On the left are dynamic images, on the right are static images.
Global pattern analysis.
Analyses of eye-tracking data were firstly carried out within the total number of clusters formed in the paintings, corresponding to the sum of all clustered areas. For this purpose two indexes were created: 1) the total number of fixations per image, obtained by summing the number of fixations recorded for each cluster; 2) the mean duration of a fixation, obtained by dividing the total duration of fixations by the total number of fixations.
Gazing behavior within each cluster was analyzed. Since the minimum number of clusters built across all images was 4 (range 4–20), only the first 4 clusters (Regions of Interest, ROI) formed in temporal order of exploration were considered for the cluster analysis.
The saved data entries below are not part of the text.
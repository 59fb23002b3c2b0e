//! Server configuration module

use clap::Parser;

use crate::config::{
    db::DatabaseConfig,
    observability::{LoggingConfig, ObservabilityConfig},
    server::ServerRuntimeConfig,
    uploads::UploadConfig,
};

pub(crate) mod db;
pub(crate) mod observability;
pub(crate) mod server;
pub(crate) mod uploads;

/// Catalogue JSON API Server configuration
#[derive(Debug, Parser)]
#[command(name = "catalogue-json", about = "Catalogue JSON API Server", long_about = None)]
pub struct ServerConfig {
    /// Server network settings.
    #[command(flatten)]
    pub server: ServerRuntimeConfig,

    /// Logging output settings.
    #[command(flatten)]
    pub logging: LoggingConfig,

    /// Request observability settings.
    #[command(flatten)]
    pub observability: ObservabilityConfig,

    /// Document store settings.
    #[command(flatten)]
    pub database: DatabaseConfig,

    /// Uploaded file storage settings.
    #[command(flatten)]
    pub uploads: UploadConfig,
}

impl ServerConfig {
    /// Load configuration from environment and CLI arguments
    ///
    /// # Errors
    ///
    /// Returns an error if configuration cannot be parsed
    pub fn load() -> Result<Self, clap::Error> {
        // Load .env file if present (ignore if missing)
        _ = dotenvy::dotenv();

        Self::try_parse()
    }

    /// Get the socket address for binding
    #[must_use]
    pub fn socket_addr(&self) -> String {
        self.server.socket_addr()
    }
}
The variables measured in this analysis are described in Table 1.
Latent Class Analysis.
Latent class analysis (LCA) models containing one through four classes were fitted to the data using the 3.0 version of the Latent GOLD software . LCA aims to define groups of subjects on the basis of the probability that each subject belongs to a specific group, investigating associations among a set of variables. This statistical method is particular useful and powerful because it does not rely on the traditional modeling assumptions and therefore it is less subject to biases associated with non-parametric data. The rationale for LCA is that the observed distance between subjects with respect to a specific set of variables is reduced by the identification of n classes, which maximize the internal homogeneity as well as the inter-class heterogeneity. Furthermore, unlike other techniques (for example K-means clustering), LCA provides various diagnostic tools in order to determine the optimal number of clusters. One of these is the Bayesan Information Criterion (BIC), based on the maximum likelihood function that allows selecting the best model among a finite set of models .
The present study aimed at answering the following research questions:
- How do dynamism and color affect image exploration pattern (dynamic vs. static; color vs. black and white)?
- Is there a specific exploration pattern associated with image content (human vs. nature)?
- How do sensory-driven bottom-up and content-related top-down processes interact affecting the exploration pattern?
- Is there a difference in exploration pattern between the types of task (aesthetic judgment vs. movement judgment) and is it correlated with the type of judgment expressed?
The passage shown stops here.